Post by account_disabled on Sept 14, 2023 10:56:21 GMT

The rise of 'Large-Scale Language Models' (LLMs) like GPT-4, which generate text with great fluency and confidence, is certainly surprising. However, the over-packaging is no less surprising. Microsoft researchers claim that OpenAI's GPT-4 model shows "glimmers of artificial general intelligence (AGI)." Sorry for Microsoft, but that's not the case.

Microsoft's claim is probably not referring Phone Number List to the so-called 'hallucination phenomenon' of releasing incorrect text without hesitation.

Additionally, GPT is bad at games like chess or Go, is not good at math, and can probably produce code riddled with errors and bugs. However, this does not mean that all LLM/GPT are overhyped. Not at all. However, this means that we should have a certain sense of balance in the discussion surrounding generative AI and significantly eliminate the exaggeration.

ⓒGetty Images Bank

According to an article in IEEE Spectrum, several experts, including OpenAI co-founder and chief scientist Ilya Sutskever, believe that adding reinforcement learning with human feedback could eliminate the LLM hallucination. But other experts, including Yann LeCun, chief scientist at Meta's AI Institute, and Jeffrey Hinton, the father of deep learning who recently left Google, argue that current large-scale language models are fundamentally flawed. These two believe that large-scale language models lack the non-linguistic knowledge essential to understanding the reality that language describes.

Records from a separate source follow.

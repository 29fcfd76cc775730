//! Adaptive calendar queue.
//!
//! Keys are mapped to buckets by `floor(key / width) & mask`; the number
//! `floor(key / width)` is the entry's *absolute bucket*. Each bucket is a
//! key-sorted chain, stable for equal keys.
//!
//! A cursor holds an absolute bucket number with the invariant that no
//! stored entry has a smaller absolute bucket. Dequeue walks forward from
//! the cursor for at most one "year" (one pass over all buckets),
//! stopping at the first bucket whose head belongs to the absolute bucket
//! being visited. If a whole year is empty of due entries the queue falls
//! back to a direct scan of every bucket head and resynchronises the
//! cursor.
//!
//! The bucket count doubles when the queue holds more than twice as many
//! entries as buckets and halves when it drops below half minus two. On
//! each resize the bucket width is re-estimated from the spacing of the
//! earliest entries.
//!
//! Ordering is exact for any width; the width only affects speed.

use std::collections::VecDeque;

use tracing::debug;

use super::{EventQueue, QueueBackend};

/// Fewest buckets the queue will shrink to.
const MIN_BUCKETS: usize = 2;

/// How many of the earliest entries feed the width estimate.
const SAMPLE_LIMIT: usize = 25;

/// Lower bound on bucket width.
const MIN_WIDTH: f64 = 1e-12;

/// Upper bound on `|key| / width`, keeping absolute bucket numbers exact
/// in both `f64` and `i64`.
const INDEX_LIMIT: f64 = 4_503_599_627_370_496.0; // 2^52

/// Width used when the sample is too small or degenerate.
const FALLBACK_WIDTH: f64 = 1.0;

struct Entry<T> {
    key: f64,
    value: T,
}

/// Calendar-queue backend for [`EventQueue`].
pub struct CalendarQueue<T> {
    buckets: Vec<VecDeque<Entry<T>>>,
    /// `buckets.len() - 1`; bucket count is always a power of two.
    mask: usize,
    width: f64,
    /// Absolute bucket number no stored entry precedes.
    cursor: i64,
    len: usize,
    /// Largest key magnitude ever enqueued.
    max_magnitude: f64,
    resizes: u64,
}

impl<T> CalendarQueue<T> {
    /// Create an empty queue with two buckets of width 1.0.
    pub fn new() -> Self {
        Self::with_layout(MIN_BUCKETS, FALLBACK_WIDTH)
    }

    /// Create an empty queue with an explicit layout.
    ///
    /// `buckets` is rounded up to a power of two (at least 2); `width` is
    /// clamped to the numeric floor.
    pub fn with_layout(buckets: usize, width: f64) -> Self {
        let count = buckets.max(MIN_BUCKETS).next_power_of_two();
        let width = if width.is_finite() && width > MIN_WIDTH {
            width
        } else {
            MIN_WIDTH
        };
        CalendarQueue {
            buckets: (0..count).map(|_| VecDeque::new()).collect(),
            mask: count - 1,
            width,
            cursor: 0,
            len: 0,
            max_magnitude: 0.0,
            resizes: 0,
        }
    }

    /// Current bucket width.
    pub fn width(&self) -> f64 {
        self.width
    }

    /// Current number of buckets.
    pub fn bucket_count(&self) -> usize {
        self.buckets.len()
    }

    /// How many times the queue has been rebuilt.
    pub fn resize_count(&self) -> u64 {
        self.resizes
    }

    #[inline]
    fn absolute_bucket(&self, key: f64) -> i64 {
        (key / self.width).floor() as i64
    }

    #[inline]
    fn slot(&self, absolute: i64) -> usize {
        (absolute as u64 as usize) & self.mask
    }

    /// Insert into the right chain, after any entries with an equal key.
    fn insert_entry(&mut self, entry: Entry<T>) {
        let absolute = self.absolute_bucket(entry.key);
        let slot = self.slot(absolute);
        let chain = &mut self.buckets[slot];
        // Typical simulation keys arrive in increasing order, so search
        // from the back.
        let pos = chain
            .iter()
            .rposition(|e| e.key <= entry.key)
            .map_or(0, |p| p + 1);
        chain.insert(pos, entry);
        if self.len == 0 || absolute < self.cursor {
            self.cursor = absolute;
        }
        self.len += 1;
    }

    /// Find the bucket holding the minimum entry and its absolute bucket.
    fn locate_min(&self) -> Option<(usize, i64)> {
        if self.len == 0 {
            return None;
        }

        let mut absolute = self.cursor;
        for _ in 0..self.buckets.len() {
            let slot = self.slot(absolute);
            if let Some(head) = self.buckets[slot].front() {
                if self.absolute_bucket(head.key) <= absolute {
                    return Some((slot, absolute));
                }
            }
            absolute += 1;
        }

        // A whole year with nothing due: the next entry is far ahead of
        // the cursor. Scan every head directly.
        let (slot, head) = self
            .buckets
            .iter()
            .enumerate()
            .filter_map(|(i, chain)| chain.front().map(|e| (i, e)))
            .min_by(|a, b| a.1.key.total_cmp(&b.1.key))?;
        Some((slot, self.absolute_bucket(head.key)))
    }

    /// Take every entry out, sorted by key (stable for equal keys).
    fn take_sorted(&mut self) -> Vec<Entry<T>> {
        let mut entries: Vec<Entry<T>> = Vec::with_capacity(self.len);
        for chain in &mut self.buckets {
            entries.extend(chain.drain(..));
        }
        // Equal keys live in one chain in FIFO order, so a stable sort
        // keeps them in insertion order.
        entries.sort_by(|a, b| a.key.total_cmp(&b.key));
        self.len = 0;
        entries
    }

    /// Rebuild with `count` buckets of (at least) `width`.
    fn rebuild(&mut self, count: usize, width: f64, entries: Vec<Entry<T>>) {
        let count = count.max(MIN_BUCKETS).next_power_of_two();
        let width = width
            .max(MIN_WIDTH)
            .max(self.max_magnitude / (INDEX_LIMIT / 2.0));

        self.buckets = (0..count).map(|_| VecDeque::new()).collect();
        self.mask = count - 1;
        self.width = width;
        self.cursor = 0;
        self.len = 0;
        for entry in entries {
            // Sorted input: every insert appends to its chain.
            self.insert_entry(entry);
        }
        self.resizes += 1;
    }

    fn resize(&mut self, count: usize) {
        let entries = self.take_sorted();
        let width = estimate_width(&entries);
        debug!(
            from = self.buckets.len(),
            to = count,
            width,
            entries = entries.len(),
            "calendar queue resize"
        );
        self.rebuild(count, width, entries);
    }

    /// Recompute the width if `key` would push bucket numbers out of the
    /// exact integer range.
    fn guard_index_range(&mut self, key: f64) {
        let magnitude = key.abs();
        if magnitude <= self.max_magnitude {
            return;
        }
        self.max_magnitude = magnitude;
        if magnitude / self.width >= INDEX_LIMIT / 2.0 {
            let entries = self.take_sorted();
            let count = self.buckets.len();
            let width = self.width;
            self.rebuild(count, width, entries);
        }
    }
}

impl<T> Default for CalendarQueue<T> {
    fn default() -> Self {
        Self::new()
    }
}

impl<T: Send> EventQueue<T> for CalendarQueue<T> {
    fn enqueue(&mut self, key: f64, value: T) {
        debug_assert!(key.is_finite(), "non-finite queue key {}", key);
        self.guard_index_range(key);
        self.insert_entry(Entry { key, value });
        if self.len > 2 * self.buckets.len() {
            self.resize(2 * self.buckets.len());
        }
    }

    fn dequeue_min(&mut self) -> Option<(f64, T)> {
        let (slot, absolute) = self.locate_min()?;
        let entry = self.buckets[slot].pop_front()?;
        self.cursor = absolute;
        self.len -= 1;

        let count = self.buckets.len();
        if count > MIN_BUCKETS && self.len + 2 < count / 2 {
            self.resize(count / 2);
        }
        Some((entry.key, entry.value))
    }

    fn peek_min_key(&self) -> Option<f64> {
        let (slot, _) = self.locate_min()?;
        self.buckets[slot].front().map(|e| e.key)
    }

    fn remove(&mut self, key: f64, matches: &mut dyn FnMut(&T) -> bool) -> Option<T> {
        if self.len == 0 {
            return None;
        }
        let slot = self.slot(self.absolute_bucket(key));
        let chain = &mut self.buckets[slot];
        let pos = chain
            .iter()
            .position(|e| e.key == key && matches(&e.value))?;
        let entry = chain.remove(pos)?;
        self.len -= 1;
        Some(entry.value)
    }

    fn len(&self) -> usize {
        self.len
    }

    fn clear(&mut self) {
        for chain in &mut self.buckets {
            chain.clear();
        }
        self.len = 0;
        self.cursor = 0;
    }

    fn backend(&self) -> QueueBackend {
        QueueBackend::Calendar
    }
}

/// Estimate a bucket width from the earliest (sorted) entries.
///
/// Mean gap over the sample, then the mean again over the gaps smaller
/// than twice that, times three. Falls back to `1.0` when the sample has
/// fewer than two entries or no spread.
fn estimate_width<T>(sorted: &[Entry<T>]) -> f64 {
    let sample = &sorted[..sorted.len().min(SAMPLE_LIMIT)];
    if sample.len() < 2 {
        return FALLBACK_WIDTH;
    }

    let gaps: Vec<f64> = sample.windows(2).map(|w| w[1].key - w[0].key).collect();
    let mean = gaps.iter().sum::<f64>() / gaps.len() as f64;
    if !(mean > 0.0) {
        return FALLBACK_WIDTH;
    }

    let (sum, n) = gaps
        .iter()
        .filter(|g| **g < 2.0 * mean)
        .fold((0.0, 0usize), |(s, n), g| (s + g, n + 1));
    let separation = if n > 0 { sum / n as f64 } else { mean };
    if separation > 0.0 {
        3.0 * separation
    } else {
        // Mostly ties with a few large jumps.
        3.0 * mean
    }
}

“For everything from gaming to writing code, reinforcement learning models that are small, fast, and cheap to run easily outperform LLMs with hundreds of billions of parameters,” Diffblue CEO Matthew Lodge told Infoworld. .

So maybe you're looking for gold in the wrong places?

One game?

As Lodge said, we may be pushing generative AI into areas where reinforcement learning can do much better. Games are a representative example. If you look at the video of Chess International Master Levi Roseman playing chess with ChatGPT , ChatGPT makes absurd moves, such as catching its own pieces, and even commits fouls. Additionally, the open source chess software Stockfish, which does not use neural networks at all, defeated ChatGPT in 10 moves. This is a good example showing that LLM is far below its hype.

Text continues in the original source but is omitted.